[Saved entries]

###

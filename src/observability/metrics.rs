//! Metrics collection and exposition.
//!
//! # Metrics
//! - `bridge_sessions_total` (counter): SSH connections accepted
//! - `bridge_active_sessions` (gauge): live SSH connections
//! - `bridge_session_duration_seconds` (histogram): connection lifetimes
//! - `bridge_handshake_failures_total` (counter)
//! - `bridge_channels_rejected_total` (counter): by channel type
//! - `bridge_channels_total` (counter): by outcome
//! - `bridge_channel_duration_seconds` (histogram): by outcome
//! - `bridge_bytes_relayed_total` (counter): body bytes written back
//!
//! Recording is a no-op until an exporter is installed.

use std::net::SocketAddr;
use std::time::Instant;

use metrics::{counter, gauge, histogram};
use metrics_exporter_prometheus::{BuildError, PrometheusBuilder};

/// Install the Prometheus exporter listening on `addr`.
///
/// Must be called from within a Tokio runtime.
pub fn init_metrics(addr: SocketAddr) -> Result<(), BuildError> {
    PrometheusBuilder::new().with_http_listener(addr).install()?;
    tracing::info!(address = %addr, "Metrics exporter listening");
    Ok(())
}

pub fn record_session_opened() {
    counter!("bridge_sessions_total").increment(1);
    gauge!("bridge_active_sessions").increment(1.0);
}

pub fn record_session_closed(opened_at: Instant) {
    gauge!("bridge_active_sessions").decrement(1.0);
    histogram!("bridge_session_duration_seconds").record(opened_at.elapsed().as_secs_f64());
}

pub fn record_handshake_failure() {
    counter!("bridge_handshake_failures_total").increment(1);
}

pub fn record_channel_rejected(channel_type: &'static str) {
    counter!("bridge_channels_rejected_total", "channel_type" => channel_type).increment(1);
}

pub fn record_channel(outcome: &'static str, started: Instant) {
    counter!("bridge_channels_total", "outcome" => outcome).increment(1);
    histogram!("bridge_channel_duration_seconds", "outcome" => outcome)
        .record(started.elapsed().as_secs_f64());
}

pub fn record_bytes_relayed(bytes: usize) {
    counter!("bridge_bytes_relayed_total").increment(bytes as u64);
}
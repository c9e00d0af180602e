//! Command-line client for an SSH-HTTP bridge.

use std::io::Write;
use std::path::PathBuf;

use clap::{Parser, Subcommand};
use serde_json::{Map, Value};
use ssh_http_bridge::client::{ClientOptions, Credentials, TunnelClient};

#[derive(Parser)]
#[command(name = "tunnel-cli")]
#[command(about = "Invoke HTTP routes over an SSH tunnel", long_about = None)]
struct Cli {
    /// Bridge address
    #[arg(short = 'H', long, default_value = "127.0.0.1:2222")]
    host: String,

    #[arg(short, long, default_value = "anonymous")]
    user: String,

    /// Password authentication
    #[arg(short, long, env = "TUNNEL_PASSWORD", conflicts_with = "identity")]
    password: Option<String>,

    /// Private key for public key authentication
    #[arg(short, long)]
    identity: Option<PathBuf>,

    /// Expected host key fingerprint (SHA256:...)
    #[arg(long)]
    fingerprint: Option<String>,

    #[command(subcommand)]
    command: Commands,
}

#[derive(Subcommand)]
enum Commands {
    /// Call a route with an envelope
    Call {
        /// Routing key, e.g. /status
        route: String,
        /// Extra JSON object fields merged into the envelope
        #[arg(short, long)]
        data: Option<String>,
    },
    /// Send a raw payload without building an envelope
    Raw {
        payload: String,
    },
}

#[tokio::main]
async fn main() -> Result<(), Box<dyn std::error::Error>> {
    tracing_subscriber::fmt()
        .with_env_filter(
            tracing_subscriber::EnvFilter::try_from_default_env()
                .unwrap_or_else(|_| "tunnel_cli=warn".into()),
        )
        .with_writer(std::io::stderr)
        .init();

    let cli = Cli::parse();

    let credentials = match (&cli.password, &cli.identity) {
        (Some(password), _) => Credentials::Password(password.clone()),
        (None, Some(path)) => Credentials::key_file(path, None)?,
        (None, None) => Credentials::None,
    };
    let mut options = ClientOptions::new(cli.user.clone(), credentials);
    if let Some(fingerprint) = &cli.fingerprint {
        options = options.pin_host_key(fingerprint.clone());
    }

    let client = TunnelClient::connect(cli.host.as_str(), options).await?;

    let body = match cli.command {
        Commands::Call { route, data } => {
            let fields = match data {
                Some(raw) => serde_json::from_str::<Map<String, Value>>(&raw)?,
                None => Map::new(),
            };
            client.request(&route, fields).await?
        }
        Commands::Raw { payload } => client.send_raw(payload.as_bytes()).await?,
    };

    let mut stdout = std::io::stdout();
    stdout.write_all(&body)?;
    stdout.flush()?;

    client.disconnect().await?;
    Ok(())
}
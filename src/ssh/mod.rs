//! SSH transport subsystem.
//!
//! # Data Flow
//! ```text
//! Accepted TCP stream
//!     → server.rs (session task per connection)
//!     → keys.rs + auth.rs (handshake, credential checks)
//!     → session.rs (channel admission)
//!     → tunnel::channel (one task per session channel)
//! ```

pub mod auth;
pub mod keys;
pub mod server;
pub mod session;

use thiserror::Error;

use crate::config::ValidationError;
use crate::net::ListenerError;
use crate::routing::RouteError;

pub use auth::{AuthorizedKey, Authenticator};
pub use server::{BoundServer, TunnelServer};
pub use session::{SessionHandler, SshChannel};

/// Errors surfaced by the SSH layer.
#[derive(Debug, Error)]
pub enum Error {
    #[error("ssh protocol error: {0}")]
    Russh(#[from] russh::Error),

    #[error("host key error: {0}")]
    Key(#[from] russh_keys::Error),

    #[error("I/O error: {0}")]
    Io(#[from] std::io::Error),

    #[error(transparent)]
    Listener(#[from] ListenerError),

    #[error("failed to prepare routes: {0}")]
    Routes(#[from] RouteError),

    #[error("invalid server setting: {0}")]
    Setting(#[from] ValidationError),
}
//! Routing subsystem.
//!
//! # Data Flow
//! ```text
//! Startup:
//!     RouteProvider::prepare_routes(&mut RouteTableBuilder)
//!     → validate keys (non-empty, unique)
//!     → freeze as immutable RouteTable, shared via Arc
//!
//! Per channel:
//!     routing key
//!     → table.rs (exact lookup)
//!     → handler.rs (RouteHandler::serve into a ResponseSink)
//! ```

pub mod handler;
pub mod table;

pub use handler::{write_all, HandlerError, RouteHandler, ServiceHandler};
pub use table::{prepare_routes, RouteError, RouteProvider, RouteTable, RouteTableBuilder};
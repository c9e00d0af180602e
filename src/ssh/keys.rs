//! Host key loading and russh server configuration.

use std::sync::Arc;
use std::time::Duration;

use russh::server::Config;
use russh::SshId;
use russh_keys::key::KeyPair;

use crate::config::SshConfig;
use crate::ssh::auth::Authenticator;
use crate::ssh::Error;

/// Load the configured host key, or generate an ephemeral Ed25519 key.
pub fn load_host_key(config: &SshConfig) -> Result<KeyPair, Error> {
    match &config.host_key_path {
        Some(path) => {
            let key = russh_keys::load_secret_key(path, None)?;
            tracing::info!(path = %path, algorithm = key.name(), "Loaded host key");
            Ok(key)
        }
        None => {
            tracing::info!("Generating ephemeral Ed25519 host key");
            Ok(KeyPair::generate_ed25519())
        }
    }
}

/// Build the handshake configuration consumed by every session.
pub fn server_config(config: &SshConfig, auth: &Authenticator) -> Result<Arc<Config>, Error> {
    let mut russh_config = Config::default();

    russh_config.server_id = SshId::Standard(config.server_id.clone());
    russh_config.inactivity_timeout =
        (config.inactivity_timeout_secs > 0).then(|| Duration::from_secs(config.inactivity_timeout_secs));
    russh_config.auth_rejection_time = Duration::from_millis(config.auth_rejection_delay_ms);
    russh_config.max_auth_attempts = config.max_auth_attempts;
    russh_config.methods = auth.methods();
    russh_config.keys.push(load_host_key(config)?);

    Ok(Arc::new(russh_config))
}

###

Going down from the first line of the entries above, restate each line word for word until the line holding "(histogram): connection lifetimes" is done.

filename src/observability/metrics.rs
//! Metrics collection and exposition.
//!
//! # Metrics
//! - `bridge_sessions_total` (counter): SSH connections accepted
//! - `bridge_active_sessions` (gauge): live SSH connections
//! - `bridge_session_duration_seconds` (histogram): connection lifetimes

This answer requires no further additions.